Ariadne Evans opens her yarn shop one morning to find an old, wealthy and unpopular lady on the floor, murdered with a garrotte made of her best friend’s hand-spun yarn. Nice. The detective who comes to investigate just happens to be handsome, brooding and a good cook. It couldn’t get much cornier – but somehow it does. The dialogue is cheesy, the constant descriptions of people’s appearance reminded me of creative writing lessons in primary school, and the whole premise just seemed bizarre to me.

It’s a harmless enough novel, a no-brainer that you don’t have to think about too much. But I’m afraid I’ve read better no-brainers. I’m sure that the combination of knitting and murder mystery would appeal to a lot of women, just not me. Perhaps I would have actually got caught up in the plot had I not accurately predicted the murderer about halfway through.

There is one good thing to come out of this novel, though – it inspired me to try designing a cardigan myself!

Next book review: 'Lesley Castle' by Jane Austen

12 September 2009

Generous Journal: Carrot-Man and libraries

Well, I've been very slack with my Generous Journal recently, but thankfully that doesn't mean I've become a materialistic, resource-eating monster. I've still been trying to live a Generous life, just with nothing remarkable to say about it. But here's a few things that have been going on recently. First of all, meet Carrot-Man:

Heehee! This was part of our (very modest) carrot harvest, we only had three others sadly. But we are inundated with potatoes (weeks after harvesting them!) and runner beans, and have had a good crop of broad beans with more on the way. I've just had a lunch including salad leaves from the garden, which needed a good picking because they were starting to grow out of control. We had a few very small onions so not much better than last year there.
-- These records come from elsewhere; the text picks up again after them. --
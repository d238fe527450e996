use std::sync::Arc;

use serde::Serialize;
use tokio::sync::watch;
use tokio::task::JoinSet;
use tracing::debug;

use super::client::ApiTransport;
use crate::clock::Clock;
use crate::error::Result;
use crate::store::Store;

/// Coarse link quality, in the shape connection APIs report it.
#[derive(Debug, Clone, Copy, PartialEq, Eq)]
pub enum EffectiveType {
    Slow2g,
    TwoG,
    ThreeG,
    FourG,
    Unknown,
}

/// Injected network condition hints; prefetch concurrency adapts to them.
pub trait NetworkHints: Send + Sync {
    fn effective_type(&self) -> EffectiveType {
        EffectiveType::Unknown
    }
    fn save_data(&self) -> bool {
        false
    }
}

/// Default hints: no information, full concurrency.
#[derive(Debug, Default, Clone, Copy)]
pub struct NoHints;

impl NetworkHints for NoHints {}

/// What one prefetch tick did.
#[derive(Debug, Default, Clone, Serialize)]
pub struct PrefetchReport {
    pub examined: usize,
    pub fetched: usize,
    pub cache_hits: usize,
    pub failed: usize,
    pub offline: bool,
    pub paused: bool,
}

/// Background loop downloading referenced uploads into the content cache.
pub struct MediaPrefetcher {
    store: Arc<Store>,
    api: Arc<dyn ApiTransport>,
    clock: Arc<dyn Clock>,
    hints: Arc<dyn NetworkHints>,
    online: watch::Receiver<bool>,
}

enum FetchOutcome {
    CacheHit,
    Fetched,
    Failed,
}

impl MediaPrefetcher {
    pub fn new(
        store: Arc<Store>,
        api: Arc<dyn ApiTransport>,
        clock: Arc<dyn Clock>,
        hints: Arc<dyn NetworkHints>,
        online: watch::Receiver<bool>,
    ) -> Self {
        Self {
            store,
            api,
            clock,
            hints,
            online,
        }
    }

    /// 1 for 2g or save-data, 2 for 3g, else 3.
    pub fn concurrency(&self) -> usize {
        if self.hints.save_data() {
            return 1;
        }
        match self.hints.effective_type() {
            EffectiveType::Slow2g | EffectiveType::TwoG => 1,
            EffectiveType::ThreeG => 2,
            EffectiveType::FourG | EffectiveType::Unknown => 3,
        }
    }

    /// One poll: reads a bounded batch of non-`ok` assets under the fail
    /// cap and resolves each from the content cache or the network.
    pub async fn tick(&self) -> Result<PrefetchReport> {
        let mut report = PrefetchReport::default();
        if !*self.online.borrow() {
            report.offline = true;
            return Ok(report);
        }
        if self.store.media_prefetch_paused()? {
            report.paused = true;
            return Ok(report);
        }

        let concurrency = self.concurrency();
        let assets = self.store.fetchable_media_assets(3 * concurrency)?;
        report.examined = assets.len();
        if assets.is_empty() {
            return Ok(report);
        }

        for batch in assets.chunks(concurrency) {
            let mut set: JoinSet<FetchOutcome> = JoinSet::new();
            for asset in batch {
                let store = self.store.clone();
                let api = self.api.clone();
                let url = asset.url.clone();
                let now_ms = self.clock.now_ms();
                set.spawn(async move { fetch_one(store, api, url, now_ms).await });
            }
            while let Some(joined) = set.join_next().await {
                match joined {
                    Ok(FetchOutcome::CacheHit) => report.cache_hits += 1,
                    Ok(FetchOutcome::Fetched) => report.fetched += 1,
                    Ok(FetchOutcome::Failed) => report.failed += 1,
                    Err(err) => {
                        debug!(%err, "prefetch task panicked");
                        report.failed += 1;
                    }
                }
            }
            if !*self.online.borrow() {
                break;
            }
        }
        Ok(report)
    }
}

async fn fetch_one(
    store: Arc<Store>,
    api: Arc<dyn ApiTransport>,
    url: String,
    now_ms: u64,
) -> FetchOutcome {
    match store.media_blob_exists(&url) {
        Ok(true) => {
            // Already cached; no network needed.
            let _ = store.mark_media_ok(&url, now_ms);
            return FetchOutcome::CacheHit;
        }
        Ok(false) => {}
        Err(err) => {
            debug!(url, %err, "content cache probe failed");
        }
    }
    match api.fetch_upload(&url).await {
        Ok(fetch) => {
            let stored = store
                .put_media_blob(&url, &fetch.bytes, fetch.mime.as_deref(), now_ms)
                .and_then(|()| store.mark_media_ok(&url, now_ms));
            match stored {
                Ok(()) => FetchOutcome::Fetched,
                Err(err) => {
                    let _ = store.mark_media_error(&url, &err.to_string(), now_ms);
                    FetchOutcome::Failed
                }
            }
        }
        Err(err) => {
            let _ = store.mark_media_error(&url, &err.to_string(), now_ms);
            FetchOutcome::Failed
        }
    }
}
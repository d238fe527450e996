//! The `docJson` outline tree.
//!
//! An article's document is held as raw `serde_json::Value` so unknown
//! rich-text content round-trips untouched. The engine inspects only the
//! outline skeleton: `outlineSection` nodes carrying a stable `sectionId`,
//! their heading / body / children containers, the `collapsed` attribute,
//! and `image` sources. Node identity is the `sectionId` string.
//!
//! Walkers and patchers use explicit work stacks rather than recursion so
//! pathological nesting cannot exhaust the call stack.

mod node;
mod patch;
mod walk;

pub use node::{
    attr_str, body_with_text, build_section, child_of_type, collapsed, content, content_mut,
    doc_hash, empty_doc, heading_with_text, node_type, plain_text, section_id,
};
pub use patch::{
    apply_section_upsert, apply_structure, insert_section_after, remove_sections, StructureOutcome,
};
pub use walk::{extract_sections, extract_tags, extract_upload_refs, flatten_structure, SectionRow, TagOccurrence};

use serde::{Deserialize, Serialize};

pub(crate) const TYPE_DOC: &str = "doc";
pub(crate) const TYPE_SECTION: &str = "outlineSection";
pub(crate) const TYPE_HEADING: &str = "outlineHeading";
pub(crate) const TYPE_BODY: &str = "outlineBody";
pub(crate) const TYPE_CHILDREN: &str = "outlineChildren";
pub(crate) const TYPE_IMAGE: &str = "image";
pub(crate) const TYPE_TEXT: &str = "text";
pub(crate) const ATTR_SECTION_ID: &str = "sectionId";
pub(crate) const ATTR_COLLAPSED: &str = "collapsed";
pub(crate) const ATTR_SRC: &str = "src";

/// One row of a structural snapshot: where a section sits in the tree.
#[derive(Debug, Clone, PartialEq, Eq, Serialize, Deserialize)]
#[serde(rename_all = "camelCase")]
pub struct StructureNode {
    pub section_id: String,
    pub parent_id: Option<String>,
    pub position: i64,
    #[serde(default)]
    pub collapsed: bool,
}
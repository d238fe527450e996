mod common;

use std::sync::Arc;

use common::{doc_with_sections, engine_with, open_store, server_article, ScriptedApi};
use tempfile::tempdir;

use arbor::clock::ManualClock;
use arbor::doc::extract_sections;
use arbor::store::OpType;
use arbor::QuickNotesBridge;

#[tokio::test]
async fn pending_notes_enqueue_oldest_first_with_fresh_seqs() {
    // Scenario E5.
    let dir = tempdir().unwrap();
    let store = open_store(&dir);
    let api = ScriptedApi::new();
    let clock = Arc::new(ManualClock::new(1_000));
    let engine = engine_with(store.clone(), api.clone(), clock.clone());
    let bridge = QuickNotesBridge::new(store.clone(), clock.clone());

    let n1 = bridge.capture("first").unwrap();
    clock.advance(10);
    let n2 = bridge.capture("second").unwrap();
    clock.advance(10);
    let n3 = bridge.capture("third").unwrap();

    let queued = bridge.enqueue_pending_for_sync(&engine).unwrap();
    assert_eq!(queued, 3);

    let ops = store.read_ops(50).unwrap();
    assert_eq!(ops.len(), 3);
    let ids: Vec<&str> = ops.iter().map(|o| o.payload["sectionId"].as_str().unwrap()).collect();
    assert_eq!(ids, vec![n1.as_str(), n2.as_str(), n3.as_str()]);
    for op in &ops {
        assert_eq!(op.op_type, OpType::SectionUpsertContent);
        assert_eq!(op.article_id, "inbox");
        assert_eq!(op.payload["seq"], 1);
    }
}

#[tokio::test]
async fn flush_drains_acknowledged_notes() {
    let dir = tempdir().unwrap();
    let store = open_store(&dir);
    let api = ScriptedApi::new();
    let clock = Arc::new(ManualClock::new(1_000));
    let engine = engine_with(store.clone(), api.clone(), clock.clone());
    let bridge = QuickNotesBridge::new(store.clone(), clock.clone());

    bridge.capture("offline thought").unwrap();
    bridge.enqueue_pending_for_sync(&engine).unwrap();
    assert_eq!(store.list_quick_notes().unwrap().len(), 1);

    engine.flush_outbox_once().await.unwrap();
    assert!(store.read_ops(50).unwrap().is_empty());
    assert!(store.list_quick_notes().unwrap().is_empty());
}

#[test]
fn overlay_shows_pending_notes_newest_first() {
    let dir = tempdir().unwrap();
    let store = open_store(&dir);
    let clock = Arc::new(ManualClock::new(1_000));
    let bridge = QuickNotesBridge::new(store.clone(), clock.clone());

    store
        .cache_article_under_id(
            &server_article(
                "inbox",
                "2024-06-01T00:01:00Z",
                Some(doc_with_sections(&[("old", "synced note", "")])),
            ),
            "inbox",
        )
        .unwrap();

    let a = bridge.capture("alpha").unwrap();
    clock.advance(5);
    let b = bridge.capture("beta").unwrap();

    let cached = store.get_cached_article("inbox").unwrap().unwrap();
    let overlaid = bridge.overlay_inbox_doc(cached.doc_json.as_ref()).unwrap();
    let rows = extract_sections(&overlaid);
    let ids: Vec<&str> = rows.iter().map(|r| r.section_id.as_str()).collect();
    assert_eq!(ids, vec![b.as_str(), a.as_str(), "old"]);
    assert_eq!(rows[0].title, "beta");
}

#[test]
fn overlay_skips_notes_already_in_the_tree() {
    let dir = tempdir().unwrap();
    let store = open_store(&dir);
    let clock = Arc::new(ManualClock::new(1_000));
    let bridge = QuickNotesBridge::new(store.clone(), clock);

    let id = bridge.capture("note").unwrap();
    let synced = doc_with_sections(&[(id.as_str(), "note", "")]);
    let overlaid = bridge.overlay_inbox_doc(Some(&synced)).unwrap();
    assert_eq!(extract_sections(&overlaid).len(), 1);
}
But all in all I'm quite pleased with our progress in the garden, especially when we have very limited space and poor, shallow soil. Our indoor dwarf chilli plants are also faring well, giving us an abundance of tiny chillis to dry for future use. They had a spidermite problem recently but that's sorted now. (Tip: If you get a spidermite infestation, which is noticeable by very fine webs on your plants, spray the plants with a hose until all the webs and tiny little beasties are gone. Sorted ours out.)

So we're doing well on the grow-you-own front, bringing down our average food miles nicely. What's great is that our families are also in on the act so we can get home-grown fruit and veg from them too - I'm currently trying to think of things to do with piles of plums and greengauges!
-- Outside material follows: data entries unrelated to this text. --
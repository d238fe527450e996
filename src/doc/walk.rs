use std::collections::BTreeSet;

use serde_json::Value;

use super::node::{child_of_type, collapsed, content, node_type, plain_text, section_id};
use super::{StructureNode, ATTR_SRC, TYPE_BODY, TYPE_CHILDREN, TYPE_HEADING, TYPE_IMAGE};

/// A derived index row for one outline section.
#[derive(Debug, Clone, PartialEq, Eq)]
pub struct SectionRow {
    pub section_id: String,
    pub title: String,
    pub text: String,
}

/// One hashtag occurrence found in document text.
#[derive(Debug, Clone, PartialEq, Eq)]
pub struct TagOccurrence {
    /// Lowercased key used for counting.
    pub key: String,
    /// The label as typed, without the leading `#`.
    pub label: String,
}

/// Extracts `(sectionId, title, text)` rows from a document, preorder.
///
/// `title` is the heading's plain text; `text` is title plus body text,
/// which is what the search index stores.
pub fn extract_sections(doc: &Value) -> Vec<SectionRow> {
    let mut rows = Vec::new();
    let mut stack: Vec<&Value> = vec![doc];
    while let Some(node) = stack.pop() {
        if let Some(id) = section_id(node) {
            let title = child_of_type(node, TYPE_HEADING)
                .map(plain_text)
                .unwrap_or_default();
            let body = child_of_type(node, TYPE_BODY)
                .map(plain_text)
                .unwrap_or_default();
            let text = if body.is_empty() {
                title.clone()
            } else if title.is_empty() {
                body
            } else {
                format!("{title} {body}")
            };
            rows.push(SectionRow {
                section_id: id.to_string(),
                title,
                text,
            });
        }
        if let Some(children) = content(node) {
            for child in children.iter().rev() {
                stack.push(child);
            }
        }
    }
    rows
}

/// Extracts every `#tag` token from the document's text leaves.
pub fn extract_tags(doc: &Value) -> Vec<TagOccurrence> {
    let mut tags = Vec::new();
    let mut stack: Vec<&Value> = vec![doc];
    while let Some(node) = stack.pop() {
        if node_type(node) == Some(super::TYPE_TEXT) {
            if let Some(text) = node.get("text").and_then(Value::as_str) {
                scan_hashtags(text, &mut tags);
            }
        }
        if let Some(children) = content(node) {
            for child in children.iter().rev() {
                stack.push(child);
            }
        }
    }
    tags
}

fn scan_hashtags(text: &str, out: &mut Vec<TagOccurrence>) {
    let mut chars = text.char_indices().peekable();
    let mut prev: Option<char> = None;
    while let Some((i, c)) = chars.next() {
        if c == '#' && prev.map_or(true, |p| !p.is_alphanumeric()) {
            let rest = &text[i + 1..];
            let end = rest
                .char_indices()
                .find(|(_, c)| !(c.is_alphanumeric() || *c == '_' || *c == '-'))
                .map(|(j, _)| j)
                .unwrap_or(rest.len());
            if end > 0 {
                let label = &rest[..end];
                out.push(TagOccurrence {
                    key: label.to_lowercase(),
                    label: label.to_string(),
                });
                // resume the scan past the tag body
                while chars.peek().map_or(false, |(j, _)| *j <= i + end) {
                    chars.next();
                }
            }
        }
        prev = Some(c);
    }
}

/// Collects `image.src` URLs under the uploads prefix, deduplicated.
pub fn extract_upload_refs(doc: &Value, uploads_prefix: &str) -> BTreeSet<String> {
    let mut refs = BTreeSet::new();
    let mut stack: Vec<&Value> = vec![doc];
    while let Some(node) = stack.pop() {
        if node_type(node) == Some(TYPE_IMAGE) {
            if let Some(src) = super::attr_str(node, ATTR_SRC) {
                if src.starts_with(uploads_prefix) {
                    refs.insert(src.to_string());
                }
            }
        }
        if let Some(children) = content(node) {
            for child in children.iter().rev() {
                stack.push(child);
            }
        }
    }
    refs
}

/// Flattens the tree into structural rows: `(sectionId, parentId,
/// position, collapsed)` with positions dense per sibling group.
pub fn flatten_structure(doc: &Value) -> Vec<StructureNode> {
    let mut rows = Vec::new();
    // (node, parent section id)
    let mut stack: Vec<(&Value, Option<String>)> = vec![(doc, None)];
    while let Some((node, parent)) = stack.pop() {
        let this_parent = match section_id(node) {
            Some(id) => {
                rows.push(StructureNode {
                    section_id: id.to_string(),
                    parent_id: parent.clone(),
                    position: 0,
                    collapsed: collapsed(node),
                });
                Some(id.to_string())
            }
            None => parent,
        };
        // Only descend into the children container of a section, or into
        // non-section wrappers (the doc root, headings are skipped anyway).
        if let Some(children) = content(node) {
            let descend_parent = if section_id(node).is_some() {
                // direct children of a section: only the children container
                for child in children.iter().rev() {
                    if node_type(child) == Some(TYPE_CHILDREN) {
                        stack.push((child, this_parent.clone()));
                    }
                }
                continue;
            } else {
                this_parent
            };
            for child in children.iter().rev() {
                stack.push((child, descend_parent.clone()));
            }
        }
    }
    // Dense positions per sibling group, preorder arrival order.
    let mut next_pos: std::collections::HashMap<Option<String>, i64> =
        std::collections::HashMap::new();
    for row in rows.iter_mut() {
        let slot = next_pos.entry(row.parent_id.clone()).or_insert(0);
        row.position = *slot;
        *slot += 1;
    }
    rows
}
In other Generous news, I've been side-tracked from my library-going recently, partly because of a rather disappointing trip a few months back where I couldn't really find anything good. But today I went and found loads of books I'd love to read! So once I've finished my current book, I'm going to try to only read books from my local library until the end of the year. I would do longer, but I'm bound to get a book or two for Christmas. It's a start though, and I do believe in supporting local libraries as they're very important community resources.

I'll try to post more about Generous stuff ... maybe I should start a diary so I remember when I've done something interesting ...

05 September 2009

200-word review: 'Life of Pi' by Yann Martel

I think I’ve lost my literary mojo. I should have liked ‘Life of Pi’. After all, it was the 2002 Booker Prize winner, and it’s extremely well written.

Yann Martel’s story of the childhood and coming-of-age of Piscine Molitor Patel, known as Pi, is best known as the book about a boy who gets trapped in a lifeboat with a tiger. This dismisses the fascinating part of the novel before the shipwreck, in which Pi grows up as a practising Hindu, Muslim and Christian. Not a theological standpoint I sympathise with, but interesting nonetheless, and vitally important to understanding the meaning of the novel. The bulk of the novel dealing with Pi’s time at sea is also beautifully written and, at times, engaging.

Despite that, I didn’t enjoy it. This may be because I am an animal lover with a strong sense of empathy, and some horrific things happen to animals. I also found much of the ‘at sea’ part tedious. That’s probably a literary effect to reflect the monotony of Pi’s life, but it was difficult. However, I thought the ending raised interesting ideas about belief and tolerance. But it’s definitely not a book I want to read again.